16S SNAPP's approach is to associate sequence reads derived from multiple amplicon regions to their most probable sequences of origin, i.e. the assumed templates. This is done through database search (blastn) for high identity matches among reference sequences followd by intersecting aligned reads on the matching references, read count allocation for multi-mapped reads, and classification of consensus sequences. It offers higher sensitivity for 16S multiple-amplicon data compared to tools designed for single 16S amplicon data.
Setup:
- Install and setup the following software: R (https://www.r-project.org/), Java ≥1.8.0_131, Python 3.6.8 or later (with Numpy ≥ 1.16.0, Pandas ≥ 1.1.4, Scipy ≥1.4.1), DADA2 (https://benjjneb.github.io/dada2/), BLAST (ftp://ftp.ncbi.nlm.nih.gov/blast/executables/blast+/LATEST/), RDPTools (github.com/rdpstaff/RDPTools), Cutadapt (https://cutadapt.readthedocs.io/en/stable/), VSEARCH (https://github.com/torognes/vsearch), MAFFT (https://mafft.cbrc.jp/alignment/software/, FASTTREE (http://www.microbesonline.org/fasttree/) minimap2 2.20-r1061 (https://github.com/lh3/minimap2)

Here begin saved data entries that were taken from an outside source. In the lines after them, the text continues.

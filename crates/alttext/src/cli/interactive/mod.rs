//! Interactive CLI mode, used when `alttext` runs with no subcommand on a TTY.
//!
//! A small menu in front of the same generation logic as `alttext generate`.

pub mod generate;

use alttext_core::Config;
use console::Style;
use dialoguer::theme::ColorfulTheme;
use dialoguer::Select;

/// Convert a dialoguer result into `Ok(Some(value))` on success, `Ok(None)` on
/// interrupt (Ctrl+C / terminal disconnect), and `Err` for other I/O failures.
///
/// Wraps `interact_text()` / `interact()` calls that lack an `_opt` variant.
fn handle_interrupt<T>(result: dialoguer::Result<T>) -> anyhow::Result<Option<T>> {
    match result {
        Ok(v) => Ok(Some(v)),
        Err(dialoguer::Error::IO(e)) if e.kind() == std::io::ErrorKind::Interrupted => Ok(None),
        Err(e) => Err(e.into()),
    }
}

const MENU_ITEMS: &[&str] = &["Generate alt text", "Show configuration", "Exit"];

/// Prompt theme: cyan accents and green answers, drawn on stderr.
fn prompt_theme() -> ColorfulTheme {
    let accent = Style::new().for_stderr().cyan();
    ColorfulTheme {
        prompt_prefix: accent.apply_to("?".to_string()),
        active_item_prefix: accent.apply_to("›".to_string()),
        active_item_style: accent,
        values_style: Style::new().for_stderr().green(),
        ..ColorfulTheme::default()
    }
}

/// One-line summary of what a run will use unless the user picks otherwise.
fn defaults_line(config: &Config) -> String {
    format!(
        "{} via {}, exporting to {}",
        config.default_language(),
        config.default_provider(),
        config.export.file_name
    )
}

fn print_banner(config: &Config) {
    let title = Style::new().for_stderr().cyan().bold();
    let dim = Style::new().for_stderr().dim();

    eprintln!();
    eprintln!(
        "  {} {}",
        title.apply_to("alttext"),
        dim.apply_to(format!("v{}", alttext_core::VERSION))
    );
    eprintln!("  {}", dim.apply_to(defaults_line(config)));
    eprintln!();
}

/// Entry point for interactive mode.
pub async fn run(config: &Config) -> anyhow::Result<()> {
    print_banner(config);

    let theme = prompt_theme();

    loop {
        let selection = Select::with_theme(&theme)
            .with_prompt("What would you like to do?")
            .items(MENU_ITEMS)
            .default(0)
            .interact_opt()?;

        match selection {
            Some(0) => generate::guided_generate(config).await?,
            Some(1) => show_config(config)?,
            _ => break, // Exit or Ctrl+C / Esc
        }
    }

    Ok(())
}

/// Settings summary with options to dump the TOML or the file path.
fn show_config(config: &Config) -> anyhow::Result<()> {
    let theme = prompt_theme();
    let dim = Style::new().for_stderr().dim();
    let cyan = Style::new().for_stderr().cyan();
    let label = Style::new().for_stderr().bold();

    loop {
        eprintln!();
        eprintln!("  {}", cyan.apply_to("Current configuration:"));
        eprintln!();

        let config_path = Config::default_path();
        let path_note = if config_path.exists() {
            "(exists)"
        } else {
            "(using defaults)"
        };

        eprintln!(
            "    {:<20} {} {}",
            label.apply_to("Config file:"),
            config_path.display(),
            dim.apply_to(path_note)
        );
        eprintln!(
            "    {:<20} {}",
            label.apply_to("Language:"),
            config.default_language()
        );
        eprintln!(
            "    {:<20} {}",
            label.apply_to("Provider:"),
            config.default_provider()
        );
        eprintln!(
            "    {:<20} {} ({} max tokens)",
            label.apply_to("OpenAI model:"),
            config.providers.openai.model,
            config.providers.openai.max_tokens
        );
        eprintln!(
            "    {:<20} {} MB",
            label.apply_to("Max file size:"),
            config.limits.max_file_size_mb
        );
        eprintln!(
            "    {:<20} {}",
            label.apply_to("Request timeout:"),
            match config.limits.request_timeout_ms {
                Some(ms) => format!("{ms} ms"),
                None => "none".to_string(),
            }
        );
        eprintln!(
            "    {:<20} {} (sheet \"{}\")",
            label.apply_to("Export file:"),
            config.export.file_name,
            config.export.sheet_name
        );
        eprintln!(
            "    {:<20} {}",
            label.apply_to("Log level:"),
            config.logging.level
        );
        eprintln!();

        let items = &["View full config (TOML)", "Show config file path", "Back"];

        let selection = Select::with_theme(&theme)
            .with_prompt("Configuration")
            .items(items)
            .default(0)
            .interact_opt()?;

        match selection {
            Some(0) => match config.to_toml() {
                Ok(toml) => {
                    eprintln!();
                    eprintln!("{}", dim.apply_to("─".repeat(50)));
                    eprintln!("{toml}");
                    eprintln!("{}", dim.apply_to("─".repeat(50)));
                    eprintln!();
                }
                Err(e) => {
                    let err = Style::new().for_stderr().red();
                    eprintln!("  {} Failed to serialize config: {e}", err.apply_to("✗"));
                    eprintln!();
                }
            },
            Some(1) => {
                eprintln!();
                eprintln!("  {}", Config::default_path().display());
                eprintln!();
            }
            _ => break,
        }
    }

    Ok(())
}

#[cfg(test)]
mod tests {
    use super::*;
    use std::io;

    #[test]
    fn test_defaults_line_reflects_config() {
        assert_eq!(
            defaults_line(&Config::default()),
            "English via AltText.ai, exporting to alt_text_results.xlsx"
        );

        let mut config = Config::default();
        config.generation.language = "it".to_string();
        config.generation.provider = "openai".to_string();
        assert!(defaults_line(&config).starts_with("Italian via OpenAI"));
    }

    #[test]
    fn test_handle_interrupt_maps_interrupted_to_none() {
        let interrupted: dialoguer::Result<String> = Err(dialoguer::Error::IO(io::Error::new(
            io::ErrorKind::Interrupted,
            "ctrl-c",
        )));
        assert!(handle_interrupt(interrupted).unwrap().is_none());

        let ok: dialoguer::Result<String> = Ok("x".to_string());
        assert_eq!(handle_interrupt(ok).unwrap().as_deref(), Some("x"));

        let broken: dialoguer::Result<String> = Err(dialoguer::Error::IO(io::Error::new(
            io::ErrorKind::BrokenPipe,
            "gone",
        )));
        assert!(handle_interrupt(broken).is_err());
    }
}
//! Sub-configuration structs with their defaults.

use serde::{Deserialize, Serialize};
use std::time::Duration;

/// Defaults applied when the user does not pick a language or provider.
#[derive(Debug, Clone, Serialize, Deserialize)]
#[serde(default)]
pub struct GenerationConfig {
    /// Language display name or ISO 639-1 code
    pub language: String,

    /// Provider identifier ("alttext-ai" or "openai")
    pub provider: String,
}

impl Default for GenerationConfig {
    fn default() -> Self {
        Self {
            language: "English".to_string(),
            provider: "alttext-ai".to_string(),
        }
    }
}

/// Input discovery settings.
#[derive(Debug, Clone, Serialize, Deserialize)]
#[serde(default)]
pub struct ProcessingConfig {
    /// File extensions picked up when walking directories
    pub supported_formats: Vec<String>,
}

impl Default for ProcessingConfig {
    fn default() -> Self {
        Self {
            supported_formats: ["jpg", "png", "jpeg", "gif", "webp"]
                .iter()
                .map(|s| s.to_string())
                .collect(),
        }
    }
}

/// Resource limits.
#[derive(Debug, Clone, Serialize, Deserialize)]
#[serde(default)]
pub struct LimitsConfig {
    /// Maximum image size in megabytes
    pub max_file_size_mb: u64,

    /// Per-request deadline. Unset means the HTTP client's own default
    /// (no deadline).
    #[serde(skip_serializing_if = "Option::is_none")]
    pub request_timeout_ms: Option<u64>,
}

impl Default for LimitsConfig {
    fn default() -> Self {
        Self {
            max_file_size_mb: 20,
            request_timeout_ms: None,
        }
    }
}

impl LimitsConfig {
    pub fn request_timeout(&self) -> Option<Duration> {
        self.request_timeout_ms.map(Duration::from_millis)
    }

    pub fn max_file_size_bytes(&self) -> u64 {
        self.max_file_size_mb.saturating_mul(1024 * 1024)
    }
}

/// Provider configurations.
#[derive(Debug, Clone, Serialize, Deserialize, Default)]
#[serde(default)]
pub struct ProvidersConfig {
    /// AltText.ai configuration
    pub alttext_ai: AltTextAiConfig,

    /// OpenAI configuration
    pub openai: OpenAiConfig,
}

/// AltText.ai configuration.
#[derive(Debug, Clone, Serialize, Deserialize)]
#[serde(default)]
pub struct AltTextAiConfig {
    /// Image endpoint
    pub endpoint: String,
}

impl Default for AltTextAiConfig {
    fn default() -> Self {
        Self {
            endpoint: "https://alttext.ai/api/v1/images".to_string(),
        }
    }
}

/// OpenAI (text completion) configuration.
#[derive(Debug, Clone, Serialize, Deserialize)]
#[serde(default)]
pub struct OpenAiConfig {
    /// Completions endpoint
    pub endpoint: String,

    /// Model name
    pub model: String,

    /// Maximum tokens to generate
    pub max_tokens: u32,
}

impl Default for OpenAiConfig {
    fn default() -> Self {
        Self {
            endpoint: "https://api.openai.com/v1/completions".to_string(),
            model: "text-davinci-003".to_string(),
            max_tokens: 50,
        }
    }
}

/// Spreadsheet export settings.
#[derive(Debug, Clone, Serialize, Deserialize)]
#[serde(default)]
pub struct ExportConfig {
    /// Default file name for the exported workbook
    pub file_name: String,

    /// Worksheet name (Excel allows at most 31 characters)
    pub sheet_name: String,
}

impl Default for ExportConfig {
    fn default() -> Self {
        Self {
            file_name: "alt_text_results.xlsx".to_string(),
            sheet_name: "AltText".to_string(),
        }
    }
}

/// Result table output settings.
#[derive(Debug, Clone, Serialize, Deserialize)]
#[serde(default)]
pub struct OutputConfig {
    /// Default output format ("table", "json" or "jsonl")
    pub format: String,

    /// Pretty-print JSON output
    pub pretty: bool,
}

impl Default for OutputConfig {
    fn default() -> Self {
        Self {
            format: "table".to_string(),
            pretty: true,
        }
    }
}

/// Logging settings.
#[derive(Debug, Clone, Serialize, Deserialize)]
#[serde(default)]
pub struct LoggingConfig {
    /// Log level: error, warn, info, debug, trace
    pub level: String,

    /// Log format: "pretty" or "json"
    pub format: String,
}

impl Default for LoggingConfig {
    fn default() -> Self {
        Self {
            level: "info".to_string(),
            format: "pretty".to_string(),
        }
    }
}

- Create a folder , e.g. 'DB', and download to it the reference and primer files from (https://danaherlifesciences.box.com/s/fkojslg8t0xnksvyd6vwp2gsfdacmi5p).
- Clone this repository (git clone https://github.com/swiftbiosciences/16S-SNAPP-py3)

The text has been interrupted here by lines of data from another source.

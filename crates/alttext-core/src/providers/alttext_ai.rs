//! AltText.ai provider.
//!
//! Posts the raw base64 image and a language code to the images endpoint and
//! reads `alt_text` on success or `error_code` / `errors` on failure.

use super::provider::{AltTextProvider, GenerationRequest};
use crate::error::PipelineError;
use crate::types::ProviderKind;
use async_trait::async_trait;
use reqwest::StatusCode;
use secrecy::ExposeSecret;
use serde::{Deserialize, Serialize};
use serde_json::Value;

/// Alt text reported when a 200 response carries no `alt_text`.
pub const NO_ALT_TEXT: &str = "No alt text generated";

/// Error code reported when a failure response carries no `error_code`.
pub const UNKNOWN_ERROR_CODE: &str = "Unknown error code";

/// Detail reported when a failure response carries no `errors`.
pub const NO_ERROR_DETAILS: &str = "No error details available";

/// AltText.ai provider.
pub struct AltTextAiProvider {
    client: reqwest::Client,
    endpoint: String,
}

impl AltTextAiProvider {
    pub fn new(client: reqwest::Client, endpoint: &str) -> Self {
        Self {
            client,
            endpoint: endpoint.to_string(),
        }
    }
}

// --- Request types ---

#[derive(Serialize)]
struct ImagesRequest<'a> {
    image: RawImage<'a>,
    lang: &'a str,
}

#[derive(Serialize)]
struct RawImage<'a> {
    raw: &'a str,
}

// --- Response types ---

/// Response body as AltText.ai sends it.
///
/// Fields are kept as raw JSON so a field of the wrong type falls back to
/// its default instead of failing the whole response.
#[derive(Deserialize, Default, Debug)]
struct ResponseEnvelope {
    #[serde(default)]
    alt_text: Option<Value>,
    #[serde(default)]
    error_code: Option<Value>,
    #[serde(default)]
    errors: Option<Value>,
}

impl ResponseEnvelope {
    fn alt_text(&self) -> String {
        match &self.alt_text {
            Some(Value::String(text)) => text.clone(),
            _ => NO_ALT_TEXT.to_string(),
        }
    }

    fn error_code(&self) -> String {
        match &self.error_code {
            Some(Value::String(code)) => code.clone(),
            Some(Value::Number(code)) => code.to_string(),
            _ => UNKNOWN_ERROR_CODE.to_string(),
        }
    }

    /// `errors` may be a string or a structured object (field → messages);
    /// structured values are reported as compact JSON.
    fn error_detail(&self) -> String {
        match &self.errors {
            Some(Value::String(detail)) => detail.clone(),
            None | Some(Value::Null) => NO_ERROR_DETAILS.to_string(),
            Some(other) => other.to_string(),
        }
    }
}

#[async_trait]
impl AltTextProvider for AltTextAiProvider {
    fn kind(&self) -> ProviderKind {
        ProviderKind::AltTextAi
    }

    async fn describe(&self, request: &GenerationRequest<'_>) -> Result<String, PipelineError> {
        let body = ImagesRequest {
            image: RawImage {
                raw: &request.image.data,
            },
            lang: request.language.code(),
        };

        tracing::debug!(
            image = %request.image_name,
            lang = body.lang,
            payload_bytes = request.image.data.len(),
            "Sending AltText.ai request"
        );

        let resp = self
            .client
            .post(&self.endpoint)
            .header("X-API-Key", request.api_key.expose_secret())
            .header("Content-Type", "application/json")
            .json(&body)
            .send()
            .await
            .map_err(|e| PipelineError::transport(format!("AltText.ai request failed: {e}")))?;

        let status = resp.status();
        let text = resp.text().await.map_err(|e| {
            PipelineError::transport(format!("Failed to read AltText.ai response: {e}"))
        })?;

        tracing::debug!(
            image = %request.image_name,
            status = status.as_u16(),
            body = %text,
            "AltText.ai response"
        );

        let envelope: ResponseEnvelope = serde_json::from_str(&text).map_err(|e| {
            PipelineError::transport(format!(
                "Failed to parse AltText.ai response (HTTP {status}): {e}"
            ))
        })?;

        if status == StatusCode::OK {
            Ok(envelope.alt_text())
        } else {
            Err(PipelineError::Provider {
                code: envelope.error_code(),
                detail: envelope.error_detail(),
            })
        }
    }
}

#[cfg(test)]
mod tests {
    use super::*;
    use crate::pipeline::EncodedImage;
    use crate::types::{GenerationResult, Language, RasterFormat};
    use secrecy::SecretString;
    use wiremock::matchers::{body_json, header, method, path};
    use wiremock::{Mock, MockServer, ResponseTemplate};

    fn provider(server: &MockServer) -> AltTextAiProvider {
        AltTextAiProvider::new(
            reqwest::Client::new(),
            &format!("{}/api/v1/images", server.uri()),
        )
    }

    fn request<'a>(key: &'a SecretString, language: Language) -> GenerationRequest<'a> {
        GenerationRequest {
            image_name: "cat.png".to_string(),
            image: EncodedImage {
                data: "iVBORw0KGgo=".to_string(),
                format: RasterFormat::Png,
            },
            language,
            api_key: key,
        }
    }

    #[tokio::test]
    async fn test_success_builds_snippet() {
        let server = MockServer::start().await;
        Mock::given(method("POST"))
            .and(path("/api/v1/images"))
            .and(header("X-API-Key", "test-key"))
            .respond_with(
                ResponseTemplate::new(200).set_body_json(serde_json::json!({ "alt_text": "a cat" })),
            )
            .expect(1)
            .mount(&server)
            .await;

        let key = SecretString::from("test-key");
        let result = provider(&server)
            .generate_alt_text(&request(&key, Language::English))
            .await;

        assert_eq!(
            result,
            GenerationResult::Success {
                image_name: "cat.png".to_string(),
                alt_text: "a cat".to_string(),
                html_snippet: r#"<img src="cat.png" alt="a cat">"#.to_string(),
            }
        );
    }

    #[tokio::test]
    async fn test_request_body_carries_raw_image_and_language_code() {
        let server = MockServer::start().await;
        Mock::given(method("POST"))
            .and(path("/api/v1/images"))
            .and(body_json(serde_json::json!({
                "image": { "raw": "iVBORw0KGgo=" },
                "lang": "it"
            })))
            .respond_with(
                ResponseTemplate::new(200).set_body_json(serde_json::json!({ "alt_text": "un gatto" })),
            )
            .expect(1)
            .mount(&server)
            .await;

        let key = SecretString::from("k");
        let text = provider(&server)
            .describe(&request(&key, Language::Italian))
            .await
            .unwrap();
        assert_eq!(text, "un gatto");
    }

    #[tokio::test]
    async fn test_missing_alt_text_uses_sentinel() {
        let server = MockServer::start().await;
        Mock::given(method("POST"))
            .respond_with(
                ResponseTemplate::new(200).set_body_json(serde_json::json!({ "asset_id": "abc" })),
            )
            .mount(&server)
            .await;

        let key = SecretString::from("k");
        let text = provider(&server)
            .describe(&request(&key, Language::English))
            .await
            .unwrap();
        assert_eq!(text, NO_ALT_TEXT);
    }

    #[tokio::test]
    async fn test_error_response_becomes_failure() {
        let server = MockServer::start().await;
        Mock::given(method("POST"))
            .respond_with(ResponseTemplate::new(422).set_body_json(serde_json::json!({
                "error_code": "bad_image",
                "errors": "corrupt"
            })))
            .mount(&server)
            .await;

        let key = SecretString::from("k");
        let result = provider(&server)
            .generate_alt_text(&request(&key, Language::English))
            .await;
        assert_eq!(
            result,
            GenerationResult::failure("cat.png", "bad_image", "corrupt")
        );
    }

    #[tokio::test]
    async fn test_error_response_defaults_and_structured_errors() {
        let server = MockServer::start().await;
        Mock::given(method("POST"))
            .respond_with(ResponseTemplate::new(401).set_body_json(serde_json::json!({
                "errors": { "api_key": ["is invalid"] }
            })))
            .mount(&server)
            .await;

        let key = SecretString::from("k");
        let err = provider(&server)
            .describe(&request(&key, Language::English))
            .await
            .unwrap_err();
        assert_eq!(err.error_code(), UNKNOWN_ERROR_CODE);
        assert_eq!(err.error_detail(), r#"{"api_key":["is invalid"]}"#);
    }

    #[tokio::test]
    async fn test_non_json_body_is_transport_error() {
        let server = MockServer::start().await;
        Mock::given(method("POST"))
            .respond_with(ResponseTemplate::new(502).set_body_string("<html>Bad Gateway</html>"))
            .mount(&server)
            .await;

        let key = SecretString::from("k");
        let result = provider(&server)
            .generate_alt_text(&request(&key, Language::English))
            .await;
        match result {
            GenerationResult::Failure {
                error_code,
                error_detail,
                ..
            } => {
                assert_eq!(error_code, "transport_error");
                assert!(error_detail.contains("HTTP 502"));
            }
            other => panic!("expected failure, got {other:?}"),
        }
    }

    #[tokio::test]
    async fn test_connection_refused_is_transport_error() {
        // Nothing listens on the address once the server is dropped
        let uri = {
            let server = MockServer::start().await;
            server.uri()
        };
        let provider = AltTextAiProvider::new(reqwest::Client::new(), &uri);

        let key = SecretString::from("k");
        let err = provider
            .describe(&request(&key, Language::English))
            .await
            .unwrap_err();
        assert_eq!(err.error_code(), "transport_error");
    }

    #[test]
    fn test_envelope_defaults_on_wrong_types() {
        let envelope: ResponseEnvelope =
            serde_json::from_str(r#"{"alt_text": 42, "error_code": null, "errors": null}"#)
                .unwrap();
        assert_eq!(envelope.alt_text(), NO_ALT_TEXT);
        assert_eq!(envelope.error_code(), UNKNOWN_ERROR_CODE);
        assert_eq!(envelope.error_detail(), NO_ERROR_DETAILS);
    }
}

- Edit “config.txt” to enter absolute paths to tools, 'DB' and primer file, and the expected single read length after primer is trimmed
Command to run: snapp.sh config.txt inputdir workdir
Input: gzipped post-demultiplexing sequence fastq files each (pair) representing a single sample and each carrying a Swift 16S primers on its 5’ end.

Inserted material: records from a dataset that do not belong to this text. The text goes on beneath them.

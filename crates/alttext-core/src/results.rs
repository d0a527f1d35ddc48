//! Result aggregation and spreadsheet export.
//!
//! A [`ResultTable`] holds one [`GenerationResult`] per submitted image, in
//! submission order. Only successes become table rows; failures are reported
//! separately so the exported workbook contains usable alt text only.

use rust_xlsxwriter::{Format, Workbook};
use serde::Serialize;
use std::path::Path;

use crate::config::ExportConfig;
use crate::error::ExportError;
use crate::types::{GenerationResult, TableRow};

/// Header row of the rendered and exported table.
pub const EXPORT_HEADER: [&str; 3] = ["Image Name", "Alt Text", "HTML Code"];

/// Default file name of the exported workbook.
pub const EXPORT_FILE_NAME: &str = "alt_text_results.xlsx";

/// MIME type of the exported workbook.
pub const XLSX_MIME_TYPE: &str = "application/vnd.openxmlformats-officedocument.spreadsheetml.sheet";

/// Ordered per-image outcomes of one run.
#[derive(Debug, Clone, Default, PartialEq, Eq, Serialize)]
pub struct ResultTable {
    results: Vec<GenerationResult>,
}

impl ResultTable {
    pub fn new() -> Self {
        Self::default()
    }

    /// Add a result after all previously appended ones.
    pub fn append(&mut self, result: GenerationResult) {
        self.results.push(result);
    }

    /// Number of results, successes and failures alike.
    pub fn len(&self) -> usize {
        self.results.len()
    }

    pub fn is_empty(&self) -> bool {
        self.results.is_empty()
    }

    /// All results in submission order.
    pub fn results(&self) -> &[GenerationResult] {
        &self.results
    }

    pub fn success_count(&self) -> usize {
        self.results.iter().filter(|r| r.is_success()).count()
    }

    /// Failed results in submission order.
    pub fn failures(&self) -> impl Iterator<Item = &GenerationResult> {
        self.results.iter().filter(|r| !r.is_success())
    }

    /// Table rows for the successful results, in submission order.
    pub fn render(&self) -> Vec<TableRow> {
        self.results.iter().filter_map(GenerationResult::to_row).collect()
    }

    /// Build the spreadsheet with default export settings.
    pub fn export(&self) -> Result<ExportArtifact, ExportError> {
        self.export_with(&ExportConfig::default())
    }

    /// Build the spreadsheet: one sheet, a bold header row, then one row per
    /// success in table order.
    pub fn export_with(&self, config: &ExportConfig) -> Result<ExportArtifact, ExportError> {
        let rows = self.render();

        let mut workbook = Workbook::new();
        let header_format = Format::new().set_bold();
        let worksheet = workbook.add_worksheet();
        worksheet.set_name(&config.sheet_name)?;

        for (col, title) in (0u16..).zip(EXPORT_HEADER) {
            worksheet.write_string_with_format(0, col, title, &header_format)?;
        }
        for (row, entry) in (1u32..).zip(&rows) {
            for (col, cell) in (0u16..).zip(entry.cells()) {
                worksheet.write_string(row, col, cell)?;
            }
        }
        worksheet.autofit();

        let bytes = workbook.save_to_buffer()?;
        tracing::debug!(
            rows = rows.len(),
            bytes = bytes.len(),
            "Built spreadsheet export"
        );

        Ok(ExportArtifact {
            file_name: config.file_name.clone(),
            sheet_name: config.sheet_name.clone(),
            rows,
            bytes,
        })
    }
}

/// A serialized workbook plus the rows it was built from.
#[derive(Debug, Clone)]
pub struct ExportArtifact {
    /// Suggested download file name
    pub file_name: String,
    /// Name of the single worksheet
    pub sheet_name: String,
    /// Data rows, excluding the header
    pub rows: Vec<TableRow>,
    bytes: Vec<u8>,
}

impl ExportArtifact {
    /// Header row written above the data rows.
    pub fn header(&self) -> [&'static str; 3] {
        EXPORT_HEADER
    }

    pub fn mime_type(&self) -> &'static str {
        XLSX_MIME_TYPE
    }

    /// The xlsx file contents.
    pub fn bytes(&self) -> &[u8] {
        &self.bytes
    }

    /// Write the workbook to `path`.
    pub fn write_to(&self, path: &Path) -> Result<(), ExportError> {
        std::fs::write(path, &self.bytes)?;
        tracing::info!(
            "Exported {} row(s) to {}",
            self.rows.len(),
            path.display()
        );
        Ok(())
    }
}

Output: (“RESDIR” folder under the directory where the command is run):
lineage-table.tsv,
feature-table.tsv,
taxonomy-table.tsv,
templates_mafft.tree (experimental)
OTU_count.txt (experimental)
OTU_taxonomy.txt (experimental)
Limitations:
- The workflow largely relies on aligning reads from different gene regions to their closest reference sequences from the database (currently packed with RDP11.5). Nevertheless, sequence pairs that can’t be aligned to any reference sequences within the set identity cutoff are treated as individual features and classified directly.
- The resolution of taxonomic assignments depends on the classifier, mainly its taxonomic coverage of the samples, and the sequencing depth. The current version of 16S SNAPP uses RDP Classifier, but is potentially compatible with other k-mer's based classifier.
- The phylogenetic tree is built from the sequence alignment of the assumed template sequences to approximate the phylogeny of multiple amplicons that inherently lack comparable alignment positions.
- OTU table ('OTU_count.txt' paired with 'OTU_taxonomy.txt' file) is generated by combinig unmapped ASVs and consensus sequences clustered after pairwise alignments using minimap2. It is an attempt to consolidate features represented by consensus sequences for better resolutions in sample comparisons.
Additional notes: Quality trimming/filtering/denoising may be adjusted in run_dada2.R script as needed for specific data sets to improve the performance of the analysis.